> **Records for the task**:
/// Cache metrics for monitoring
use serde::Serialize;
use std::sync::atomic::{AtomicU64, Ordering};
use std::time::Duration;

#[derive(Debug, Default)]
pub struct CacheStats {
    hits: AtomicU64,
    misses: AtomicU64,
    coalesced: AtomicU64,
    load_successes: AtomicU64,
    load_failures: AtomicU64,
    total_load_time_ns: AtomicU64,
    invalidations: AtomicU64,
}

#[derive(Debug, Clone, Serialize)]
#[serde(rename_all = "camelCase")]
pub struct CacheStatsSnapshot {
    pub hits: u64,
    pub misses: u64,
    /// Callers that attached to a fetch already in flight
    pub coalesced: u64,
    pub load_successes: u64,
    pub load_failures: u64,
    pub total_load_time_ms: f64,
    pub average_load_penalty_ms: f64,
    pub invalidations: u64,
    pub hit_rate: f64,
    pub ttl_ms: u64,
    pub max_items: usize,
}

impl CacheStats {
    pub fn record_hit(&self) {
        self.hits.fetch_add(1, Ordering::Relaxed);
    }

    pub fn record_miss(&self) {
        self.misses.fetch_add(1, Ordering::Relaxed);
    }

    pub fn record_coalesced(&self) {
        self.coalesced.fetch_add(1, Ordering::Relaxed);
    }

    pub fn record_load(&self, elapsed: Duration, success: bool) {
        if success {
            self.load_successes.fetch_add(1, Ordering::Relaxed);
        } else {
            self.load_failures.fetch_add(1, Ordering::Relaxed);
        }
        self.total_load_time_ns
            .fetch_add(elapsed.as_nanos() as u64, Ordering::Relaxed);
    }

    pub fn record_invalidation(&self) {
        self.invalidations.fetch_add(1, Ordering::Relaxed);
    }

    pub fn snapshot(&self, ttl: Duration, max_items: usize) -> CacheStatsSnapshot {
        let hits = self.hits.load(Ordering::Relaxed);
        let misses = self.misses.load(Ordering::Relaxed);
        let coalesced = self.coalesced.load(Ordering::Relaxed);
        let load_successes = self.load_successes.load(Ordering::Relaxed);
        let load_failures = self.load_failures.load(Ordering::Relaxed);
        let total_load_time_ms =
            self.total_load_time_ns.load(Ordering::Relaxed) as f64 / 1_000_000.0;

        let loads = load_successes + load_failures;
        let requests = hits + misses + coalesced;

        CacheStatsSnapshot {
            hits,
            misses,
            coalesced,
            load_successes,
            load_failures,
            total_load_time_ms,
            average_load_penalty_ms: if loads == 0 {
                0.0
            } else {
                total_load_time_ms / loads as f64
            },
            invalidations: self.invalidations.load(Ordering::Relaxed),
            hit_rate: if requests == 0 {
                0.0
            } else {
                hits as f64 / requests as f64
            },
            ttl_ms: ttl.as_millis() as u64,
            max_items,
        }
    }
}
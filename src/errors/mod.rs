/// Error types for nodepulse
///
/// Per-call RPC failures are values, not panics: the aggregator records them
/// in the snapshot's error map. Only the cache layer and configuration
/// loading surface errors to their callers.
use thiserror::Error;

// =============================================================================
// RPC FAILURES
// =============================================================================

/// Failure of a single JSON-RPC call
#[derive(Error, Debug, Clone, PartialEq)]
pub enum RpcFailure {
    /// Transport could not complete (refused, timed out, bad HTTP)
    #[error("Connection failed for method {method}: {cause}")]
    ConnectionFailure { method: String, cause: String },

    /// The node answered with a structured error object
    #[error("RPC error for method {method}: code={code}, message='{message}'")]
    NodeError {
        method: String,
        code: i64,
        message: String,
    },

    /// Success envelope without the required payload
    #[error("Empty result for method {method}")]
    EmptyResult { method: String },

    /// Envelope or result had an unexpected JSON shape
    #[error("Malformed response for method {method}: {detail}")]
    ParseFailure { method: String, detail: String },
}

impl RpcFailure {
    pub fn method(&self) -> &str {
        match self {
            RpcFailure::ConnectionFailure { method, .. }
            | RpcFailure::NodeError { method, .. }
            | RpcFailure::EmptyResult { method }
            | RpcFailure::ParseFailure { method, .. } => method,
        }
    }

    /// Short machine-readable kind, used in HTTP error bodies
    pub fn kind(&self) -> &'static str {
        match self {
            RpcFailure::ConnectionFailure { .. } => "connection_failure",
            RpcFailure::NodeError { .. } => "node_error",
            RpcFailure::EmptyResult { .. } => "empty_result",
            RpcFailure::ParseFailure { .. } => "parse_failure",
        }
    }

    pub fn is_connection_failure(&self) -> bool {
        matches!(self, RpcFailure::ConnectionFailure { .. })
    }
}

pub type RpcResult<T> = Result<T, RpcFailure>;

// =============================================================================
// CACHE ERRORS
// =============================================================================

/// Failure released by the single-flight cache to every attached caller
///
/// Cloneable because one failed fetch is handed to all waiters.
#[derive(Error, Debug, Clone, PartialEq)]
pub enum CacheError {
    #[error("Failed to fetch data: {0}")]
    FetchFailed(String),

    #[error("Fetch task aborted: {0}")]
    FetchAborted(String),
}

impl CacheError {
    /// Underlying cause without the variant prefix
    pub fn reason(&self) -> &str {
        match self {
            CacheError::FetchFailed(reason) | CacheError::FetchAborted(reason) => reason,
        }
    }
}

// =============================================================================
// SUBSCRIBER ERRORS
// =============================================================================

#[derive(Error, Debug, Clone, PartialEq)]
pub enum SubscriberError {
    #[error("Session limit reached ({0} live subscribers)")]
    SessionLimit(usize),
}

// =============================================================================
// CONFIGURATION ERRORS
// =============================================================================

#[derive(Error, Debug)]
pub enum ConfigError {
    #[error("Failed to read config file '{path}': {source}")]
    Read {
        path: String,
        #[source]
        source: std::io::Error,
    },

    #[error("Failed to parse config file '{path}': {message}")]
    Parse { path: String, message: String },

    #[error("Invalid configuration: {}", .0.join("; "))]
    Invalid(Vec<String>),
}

--

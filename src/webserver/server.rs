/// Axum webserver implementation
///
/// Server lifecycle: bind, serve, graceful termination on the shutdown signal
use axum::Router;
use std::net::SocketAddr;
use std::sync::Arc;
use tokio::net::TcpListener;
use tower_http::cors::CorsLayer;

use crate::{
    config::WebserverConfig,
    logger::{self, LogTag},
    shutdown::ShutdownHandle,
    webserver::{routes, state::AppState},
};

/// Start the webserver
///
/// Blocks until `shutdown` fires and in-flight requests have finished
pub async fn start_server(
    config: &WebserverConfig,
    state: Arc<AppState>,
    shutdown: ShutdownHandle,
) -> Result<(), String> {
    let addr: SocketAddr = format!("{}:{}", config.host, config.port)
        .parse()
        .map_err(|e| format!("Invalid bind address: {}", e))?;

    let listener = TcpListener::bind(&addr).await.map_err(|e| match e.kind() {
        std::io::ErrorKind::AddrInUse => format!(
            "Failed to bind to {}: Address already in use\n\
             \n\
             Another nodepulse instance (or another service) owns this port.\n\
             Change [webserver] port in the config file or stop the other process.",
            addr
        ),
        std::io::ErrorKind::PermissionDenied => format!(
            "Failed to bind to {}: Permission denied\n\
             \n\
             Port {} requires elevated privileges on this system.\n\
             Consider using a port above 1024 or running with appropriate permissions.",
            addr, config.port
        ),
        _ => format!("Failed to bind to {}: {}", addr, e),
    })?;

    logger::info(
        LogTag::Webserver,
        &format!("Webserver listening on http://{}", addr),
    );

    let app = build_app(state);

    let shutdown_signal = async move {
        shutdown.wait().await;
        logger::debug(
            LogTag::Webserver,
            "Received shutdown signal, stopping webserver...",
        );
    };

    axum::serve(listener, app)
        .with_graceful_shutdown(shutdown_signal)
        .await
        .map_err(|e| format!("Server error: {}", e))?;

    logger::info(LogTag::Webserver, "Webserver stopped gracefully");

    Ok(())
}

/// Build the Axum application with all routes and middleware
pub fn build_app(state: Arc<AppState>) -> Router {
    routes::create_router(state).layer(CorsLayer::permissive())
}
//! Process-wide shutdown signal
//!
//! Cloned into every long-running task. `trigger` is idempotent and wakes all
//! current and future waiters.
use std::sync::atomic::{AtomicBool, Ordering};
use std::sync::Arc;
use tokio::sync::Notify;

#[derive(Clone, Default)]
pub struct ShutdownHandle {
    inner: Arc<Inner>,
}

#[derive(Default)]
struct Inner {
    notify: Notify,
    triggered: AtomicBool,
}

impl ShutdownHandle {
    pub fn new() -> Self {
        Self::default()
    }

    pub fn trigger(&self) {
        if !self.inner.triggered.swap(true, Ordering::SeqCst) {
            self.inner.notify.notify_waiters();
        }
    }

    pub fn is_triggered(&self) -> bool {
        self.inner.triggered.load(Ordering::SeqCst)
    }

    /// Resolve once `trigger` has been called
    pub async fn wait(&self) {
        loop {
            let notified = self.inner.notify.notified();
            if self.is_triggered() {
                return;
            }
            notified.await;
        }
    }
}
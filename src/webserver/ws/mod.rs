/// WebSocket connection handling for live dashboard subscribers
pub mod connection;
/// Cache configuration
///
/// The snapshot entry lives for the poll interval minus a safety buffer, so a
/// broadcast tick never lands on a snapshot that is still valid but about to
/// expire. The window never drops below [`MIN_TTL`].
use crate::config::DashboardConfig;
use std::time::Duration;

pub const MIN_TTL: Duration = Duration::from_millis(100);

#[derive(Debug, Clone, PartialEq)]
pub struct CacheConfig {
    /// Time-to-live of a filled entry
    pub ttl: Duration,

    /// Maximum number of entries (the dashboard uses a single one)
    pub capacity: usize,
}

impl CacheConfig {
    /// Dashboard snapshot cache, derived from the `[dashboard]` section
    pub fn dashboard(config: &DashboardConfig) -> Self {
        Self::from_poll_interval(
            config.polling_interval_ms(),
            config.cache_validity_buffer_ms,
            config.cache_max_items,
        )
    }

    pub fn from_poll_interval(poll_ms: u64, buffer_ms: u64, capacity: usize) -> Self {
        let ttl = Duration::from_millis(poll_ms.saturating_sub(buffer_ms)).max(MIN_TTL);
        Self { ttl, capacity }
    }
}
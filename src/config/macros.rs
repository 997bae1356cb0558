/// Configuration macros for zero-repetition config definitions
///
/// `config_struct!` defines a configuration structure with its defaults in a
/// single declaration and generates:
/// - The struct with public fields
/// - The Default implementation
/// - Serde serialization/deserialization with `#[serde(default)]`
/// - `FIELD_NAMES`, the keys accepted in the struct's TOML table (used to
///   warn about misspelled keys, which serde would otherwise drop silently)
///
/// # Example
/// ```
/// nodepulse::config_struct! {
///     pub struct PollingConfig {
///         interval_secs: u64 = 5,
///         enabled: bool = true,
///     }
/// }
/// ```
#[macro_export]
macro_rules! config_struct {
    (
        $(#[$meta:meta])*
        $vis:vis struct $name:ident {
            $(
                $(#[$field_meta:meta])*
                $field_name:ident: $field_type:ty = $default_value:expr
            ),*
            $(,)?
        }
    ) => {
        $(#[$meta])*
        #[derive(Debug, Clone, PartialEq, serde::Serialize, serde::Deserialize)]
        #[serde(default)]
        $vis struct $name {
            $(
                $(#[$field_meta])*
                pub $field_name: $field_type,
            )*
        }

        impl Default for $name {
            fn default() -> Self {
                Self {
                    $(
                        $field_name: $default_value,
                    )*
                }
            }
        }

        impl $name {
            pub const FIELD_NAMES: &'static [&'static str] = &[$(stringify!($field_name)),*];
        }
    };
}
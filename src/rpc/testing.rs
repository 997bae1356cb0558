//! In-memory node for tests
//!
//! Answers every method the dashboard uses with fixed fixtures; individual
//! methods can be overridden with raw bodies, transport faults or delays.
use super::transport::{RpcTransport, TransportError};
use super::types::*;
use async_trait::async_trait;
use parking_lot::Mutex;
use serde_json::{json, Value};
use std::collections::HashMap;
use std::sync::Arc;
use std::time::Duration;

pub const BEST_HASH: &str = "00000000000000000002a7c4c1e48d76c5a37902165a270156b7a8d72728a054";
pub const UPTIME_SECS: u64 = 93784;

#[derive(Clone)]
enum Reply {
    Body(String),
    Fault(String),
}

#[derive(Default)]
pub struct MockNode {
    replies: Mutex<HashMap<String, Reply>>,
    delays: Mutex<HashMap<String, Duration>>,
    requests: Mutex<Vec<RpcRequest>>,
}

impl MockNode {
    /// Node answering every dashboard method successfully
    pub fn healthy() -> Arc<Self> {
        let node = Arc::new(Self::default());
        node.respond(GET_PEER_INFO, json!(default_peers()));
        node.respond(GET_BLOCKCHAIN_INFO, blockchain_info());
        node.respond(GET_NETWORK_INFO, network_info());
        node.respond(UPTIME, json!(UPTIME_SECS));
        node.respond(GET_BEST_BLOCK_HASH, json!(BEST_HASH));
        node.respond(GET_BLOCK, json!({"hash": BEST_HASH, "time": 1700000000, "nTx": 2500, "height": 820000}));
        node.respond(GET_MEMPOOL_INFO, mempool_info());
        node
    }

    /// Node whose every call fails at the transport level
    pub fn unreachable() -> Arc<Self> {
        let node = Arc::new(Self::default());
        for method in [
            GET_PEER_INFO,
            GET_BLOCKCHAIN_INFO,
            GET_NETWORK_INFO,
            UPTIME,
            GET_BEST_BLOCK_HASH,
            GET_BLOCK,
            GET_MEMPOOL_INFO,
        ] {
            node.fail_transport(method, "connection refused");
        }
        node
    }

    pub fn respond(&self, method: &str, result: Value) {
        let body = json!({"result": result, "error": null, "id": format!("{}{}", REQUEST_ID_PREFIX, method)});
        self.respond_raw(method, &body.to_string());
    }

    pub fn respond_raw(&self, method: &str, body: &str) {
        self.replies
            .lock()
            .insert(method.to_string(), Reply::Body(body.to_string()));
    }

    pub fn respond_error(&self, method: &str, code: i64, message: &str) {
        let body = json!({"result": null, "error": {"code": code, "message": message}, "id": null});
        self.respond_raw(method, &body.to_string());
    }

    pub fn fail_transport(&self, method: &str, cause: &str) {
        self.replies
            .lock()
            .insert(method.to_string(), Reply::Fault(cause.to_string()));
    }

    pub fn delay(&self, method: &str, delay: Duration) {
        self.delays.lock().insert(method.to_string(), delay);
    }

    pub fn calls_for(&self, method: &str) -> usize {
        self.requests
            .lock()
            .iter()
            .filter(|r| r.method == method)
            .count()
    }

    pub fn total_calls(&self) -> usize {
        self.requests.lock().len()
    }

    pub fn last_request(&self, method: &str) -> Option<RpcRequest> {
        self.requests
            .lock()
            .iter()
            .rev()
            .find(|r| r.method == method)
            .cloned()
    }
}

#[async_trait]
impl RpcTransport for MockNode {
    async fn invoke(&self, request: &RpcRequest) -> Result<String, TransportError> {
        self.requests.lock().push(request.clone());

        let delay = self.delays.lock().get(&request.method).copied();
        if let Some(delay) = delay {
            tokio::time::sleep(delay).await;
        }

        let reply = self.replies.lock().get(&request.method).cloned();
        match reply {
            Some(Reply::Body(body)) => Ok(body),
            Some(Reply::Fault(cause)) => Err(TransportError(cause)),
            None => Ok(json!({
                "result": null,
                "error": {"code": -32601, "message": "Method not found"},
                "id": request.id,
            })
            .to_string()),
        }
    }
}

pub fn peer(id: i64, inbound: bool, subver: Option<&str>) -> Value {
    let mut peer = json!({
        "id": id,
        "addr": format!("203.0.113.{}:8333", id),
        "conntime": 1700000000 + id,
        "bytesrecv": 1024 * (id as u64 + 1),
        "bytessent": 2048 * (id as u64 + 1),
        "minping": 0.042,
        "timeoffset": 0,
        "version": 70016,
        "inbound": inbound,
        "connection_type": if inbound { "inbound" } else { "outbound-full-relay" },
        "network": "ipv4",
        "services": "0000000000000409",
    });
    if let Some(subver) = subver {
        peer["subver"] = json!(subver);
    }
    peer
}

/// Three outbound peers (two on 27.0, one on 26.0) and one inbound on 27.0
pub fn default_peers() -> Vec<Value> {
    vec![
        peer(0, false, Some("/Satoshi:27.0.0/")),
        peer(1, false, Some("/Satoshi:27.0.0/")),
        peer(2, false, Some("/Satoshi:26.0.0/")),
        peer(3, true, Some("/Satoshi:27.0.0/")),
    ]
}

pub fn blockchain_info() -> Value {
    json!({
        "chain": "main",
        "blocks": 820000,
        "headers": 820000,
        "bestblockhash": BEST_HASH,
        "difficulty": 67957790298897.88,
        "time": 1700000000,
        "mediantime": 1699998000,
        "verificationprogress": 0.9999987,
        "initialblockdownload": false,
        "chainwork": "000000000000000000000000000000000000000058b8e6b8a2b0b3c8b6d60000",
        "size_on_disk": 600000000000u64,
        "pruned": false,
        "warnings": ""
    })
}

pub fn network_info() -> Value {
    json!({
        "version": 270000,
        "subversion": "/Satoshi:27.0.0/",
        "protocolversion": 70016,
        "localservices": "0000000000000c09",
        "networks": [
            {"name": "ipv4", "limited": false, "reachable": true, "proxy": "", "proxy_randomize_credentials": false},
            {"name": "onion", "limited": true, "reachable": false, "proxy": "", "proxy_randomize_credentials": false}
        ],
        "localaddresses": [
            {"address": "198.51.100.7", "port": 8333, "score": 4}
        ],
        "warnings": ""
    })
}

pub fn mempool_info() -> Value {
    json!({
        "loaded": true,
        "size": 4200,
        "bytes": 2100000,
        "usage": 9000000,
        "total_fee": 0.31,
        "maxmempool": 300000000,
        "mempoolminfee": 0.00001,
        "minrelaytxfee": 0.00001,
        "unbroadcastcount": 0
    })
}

--

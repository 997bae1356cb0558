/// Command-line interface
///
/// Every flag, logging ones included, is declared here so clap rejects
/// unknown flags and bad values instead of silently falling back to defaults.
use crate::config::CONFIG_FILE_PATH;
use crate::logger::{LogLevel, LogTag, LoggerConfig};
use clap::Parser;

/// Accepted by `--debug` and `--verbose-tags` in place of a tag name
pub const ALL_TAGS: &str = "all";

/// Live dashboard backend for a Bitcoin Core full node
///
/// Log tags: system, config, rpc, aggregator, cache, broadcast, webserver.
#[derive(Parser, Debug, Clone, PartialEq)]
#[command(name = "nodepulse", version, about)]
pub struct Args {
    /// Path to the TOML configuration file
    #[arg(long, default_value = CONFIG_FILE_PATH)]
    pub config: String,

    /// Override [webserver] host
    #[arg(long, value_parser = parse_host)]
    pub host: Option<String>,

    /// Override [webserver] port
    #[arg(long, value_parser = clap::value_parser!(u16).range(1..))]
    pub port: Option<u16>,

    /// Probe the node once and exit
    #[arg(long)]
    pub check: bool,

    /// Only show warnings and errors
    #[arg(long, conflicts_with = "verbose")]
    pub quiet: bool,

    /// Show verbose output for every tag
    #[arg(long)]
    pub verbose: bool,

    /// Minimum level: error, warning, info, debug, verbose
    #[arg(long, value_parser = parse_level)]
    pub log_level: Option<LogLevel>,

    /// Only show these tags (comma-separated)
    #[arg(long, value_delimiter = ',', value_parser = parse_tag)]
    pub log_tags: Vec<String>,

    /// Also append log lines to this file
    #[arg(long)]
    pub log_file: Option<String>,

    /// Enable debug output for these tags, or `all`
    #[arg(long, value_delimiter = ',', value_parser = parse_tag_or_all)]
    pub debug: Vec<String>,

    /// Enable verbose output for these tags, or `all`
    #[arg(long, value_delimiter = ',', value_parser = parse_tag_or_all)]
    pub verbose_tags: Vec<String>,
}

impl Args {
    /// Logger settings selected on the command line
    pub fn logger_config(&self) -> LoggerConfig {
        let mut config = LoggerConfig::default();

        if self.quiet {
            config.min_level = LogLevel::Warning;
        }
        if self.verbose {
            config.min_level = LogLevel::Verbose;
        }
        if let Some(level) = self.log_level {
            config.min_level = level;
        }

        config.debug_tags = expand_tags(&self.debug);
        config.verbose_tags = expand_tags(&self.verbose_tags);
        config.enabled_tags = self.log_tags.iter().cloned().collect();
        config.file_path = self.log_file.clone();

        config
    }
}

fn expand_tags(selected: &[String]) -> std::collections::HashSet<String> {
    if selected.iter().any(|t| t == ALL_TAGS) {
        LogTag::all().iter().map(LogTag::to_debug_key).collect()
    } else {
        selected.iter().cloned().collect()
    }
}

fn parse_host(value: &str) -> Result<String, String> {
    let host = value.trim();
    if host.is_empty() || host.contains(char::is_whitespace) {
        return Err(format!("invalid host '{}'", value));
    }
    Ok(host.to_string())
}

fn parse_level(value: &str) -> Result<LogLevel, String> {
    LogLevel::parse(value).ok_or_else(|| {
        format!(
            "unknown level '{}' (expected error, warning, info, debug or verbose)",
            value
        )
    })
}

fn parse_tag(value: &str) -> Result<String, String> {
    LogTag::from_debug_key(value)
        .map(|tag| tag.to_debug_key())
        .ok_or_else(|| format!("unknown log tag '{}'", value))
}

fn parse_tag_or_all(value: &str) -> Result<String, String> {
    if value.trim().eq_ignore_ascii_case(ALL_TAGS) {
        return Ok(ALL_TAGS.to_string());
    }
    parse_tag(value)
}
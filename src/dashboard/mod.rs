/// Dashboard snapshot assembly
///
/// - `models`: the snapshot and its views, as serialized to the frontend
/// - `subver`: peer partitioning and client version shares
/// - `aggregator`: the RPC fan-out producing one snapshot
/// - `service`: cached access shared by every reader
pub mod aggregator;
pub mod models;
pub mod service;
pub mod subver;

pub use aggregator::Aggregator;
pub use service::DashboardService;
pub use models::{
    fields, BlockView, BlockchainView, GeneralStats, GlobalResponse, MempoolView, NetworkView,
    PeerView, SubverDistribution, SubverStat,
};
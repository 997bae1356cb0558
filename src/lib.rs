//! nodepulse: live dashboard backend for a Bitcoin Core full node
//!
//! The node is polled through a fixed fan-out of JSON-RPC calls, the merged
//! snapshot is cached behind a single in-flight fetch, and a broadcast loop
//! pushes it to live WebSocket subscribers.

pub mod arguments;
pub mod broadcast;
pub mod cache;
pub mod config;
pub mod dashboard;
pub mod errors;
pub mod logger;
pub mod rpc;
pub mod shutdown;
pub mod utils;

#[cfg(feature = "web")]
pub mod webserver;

> **Directions**: Scan the records above and report every line with the string "WebserverConfig".

> **Expected answer**:
    config::WebserverConfig,
    config: &WebserverConfig,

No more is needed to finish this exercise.